No one in a Cincinnati uniform could have fathomed any scenario where they lost a 6-5 game to the Rockies the way they did on Thursday. The sixth unanswered Colorado run came on a straight steal of home by pinch-runner Chris Nelson.

"It's one of those things you think will never happen, and it happened," said losing Reds reliever Nick Masset, who was on the mound when Nelson broke.

Some added salt to make this wound burn was the Reds blew a 5-0 lead built in the second inning. Their pitchers walked five batters, with four scoring. They tied a season high with five straight losses to finish a 1-6 road trip, and a Cardinals win in Atlanta reduced the Reds' division lead to five games. Meanwhile, the Rockies have won seven in a row.

"I don't think I've ever lost a game like that -- a steal at home," Reds manager Dusty Baker said. "They say if you've been around this game long enough, you see everything. When you're not going good, everything goes against you."

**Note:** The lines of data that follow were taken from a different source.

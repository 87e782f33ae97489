//! # Enso Markup
//!
//! The rendering surface used by the Enso template engine: an arena node tree
//! ([`Dom`]), a lenient markup parser built on quick-xml, and an HTML
//! serializer.
//!
//! The engine never talks to a real browser. Everything it would do to a live
//! document (set text, toggle attributes, insert and detach subtrees) it does
//! to a [`Dom`], which makes rendered output easy to inspect:
//!
//! ```rust
//! use enso_markup::parse;
//!
//! let (mut dom, root) = parse(r#"<p class="greeting">Hi</p>"#).unwrap();
//! let p = dom.children(root)[0];
//! dom.set_text_content(p, "Hello");
//! dom.remove_attribute(p, "class");
//! assert_eq!(dom.to_html(root), "<p>Hello</p>");
//! ```
//!
//! ## Markers
//!
//! Nodes can carry a numeric marker ([`Dom::set_marker`]). Markers are copied
//! by [`Dom::import_with`], which reports each marked copy as it goes; the
//! template compiler uses this to find reactive nodes in a fresh clone.

mod dom;
mod error;
mod parse;
mod serialize;

pub use dom::{Attribute, Descendants, Dom, NodeData, NodeId};
pub use error::{MarkupError, Result};
pub use parse::{is_void_element, parse, VOID_ELEMENTS};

The Reds had a 5-4 lead in the eighth when the usually dependable Masset came on to pitch. An ugly turn of events set the wheels in motion for some heartbreak. Troy Tulowitzki led off the inning by muscling a 2-1 fastball very high and very away into the right-field seats for the game-tying homer.

"I don't even know how he hit it out," Masset said. "I thought it was high enough. I was trying to get him to chase."

Jason Giambi worked a walk and was replaced by Nelson. Melvin Mora followed with a hard grounder to first base. Joey Votto's toss to Masset covering the bag sailed over his head for an error that put runners on the corners.

With Miguel Olivo pinch-hitting, Nelson broke from third base before the first pitch.

"It was a squeeze play, but the pitcher wasn't really looking at me, so I just ran home," Nelson said. "I'm just running as hard as I possibly can run."

However, Masset spun toward second base thinking Mora was going to steal.

"I came set and they said, 'Step off.' My initial reaction was that the guy from first was going to second," Masset said. "I step off and turn around. By the time I looked at third base, that guy was halfway home and I didn't have a chance to get him."

By the time Masset turned again and threw home, Nelson had already slid headfirst across the plate. Catcher Ramon Hernandez didn't even have a chance to apply a tag.

Amazingly, that was the rookie Nelson's first career steal in the Majors. It was also the first time an opponent executed a straight steal of home against the Reds since the Padres' Eric Owens did it on May 21, 1999, at Qualcomm Stadium.

"It's embarrassing," said Masset, who hadn't given up a run in his previous 15 appearances. "It's something that shouldn't have happened. It's something I take complete fault for."

Nelson's daring is more stunning since Masset is a right-handed pitcher that was facing third base in the stretch position.

"That was a really risky play on their end that paid off," Votto said. "It worked for them today. I would say nine times out of 10, you're out at home."

Reds starter Travis Wood benefited from a 5-0 advantage early on, but saw his pitch count rise, which finished his day after five innings. A four-run top of the second inning included a two-run homer by Drew Stubbs off Jason Hammel. After that, Hammel retired 11 of the next 12 batters and got a double play to escape a jam in the sixth.

"We didn't score after the third. That was big," manager Dusty Baker said.

Wood issued two walks and saw both runners score. Following Tulowitzki's one-out walk in the fourth, Giambi boomed a two-run home run. Eric Young walked with two out in the fifth, and Wood paid when Dexter Fowler drove Young in with an RBI double.

Reliever Logan Ondrusek's seventh started with a walk to Ryan Spilborghs and Chris Iannetta's double. Rookie Aroldis Chapman put out the fire, but not before some tight moments. Pinch-hitter Jonathan Herrera hit a fielder's choice to first base, with Spilborghs scoring just ahead of Votto's throw to the plate. Chapman struck out Young for the first out, but walked Fowler to load the bases for Carlos Gonzalez, the NL's leading hitter.

On a 0-2 pitch, Chapman threw a 103-mph fastball to Gonzalez and induced an inning-ending 6-4-3 double play.

"That was a tough loss, especially after Chapman got out of that inning," Baker said.

Just as people started anointing the first-place Reds the likely National League Central champs, they have found ways to curb the enthusiasm with this road trip.

The loss was reminiscent of the punches to the stomach the Reds took in Atlanta and Philadelphia earlier this season. They responded with hot streaks both times.

"We're going to go through bad stretches during the season, and this is one of them," Votto said. "We just have to dig down a little deeper and look for tomorrow, be optimistic and plan on winning. We've done that several times this year."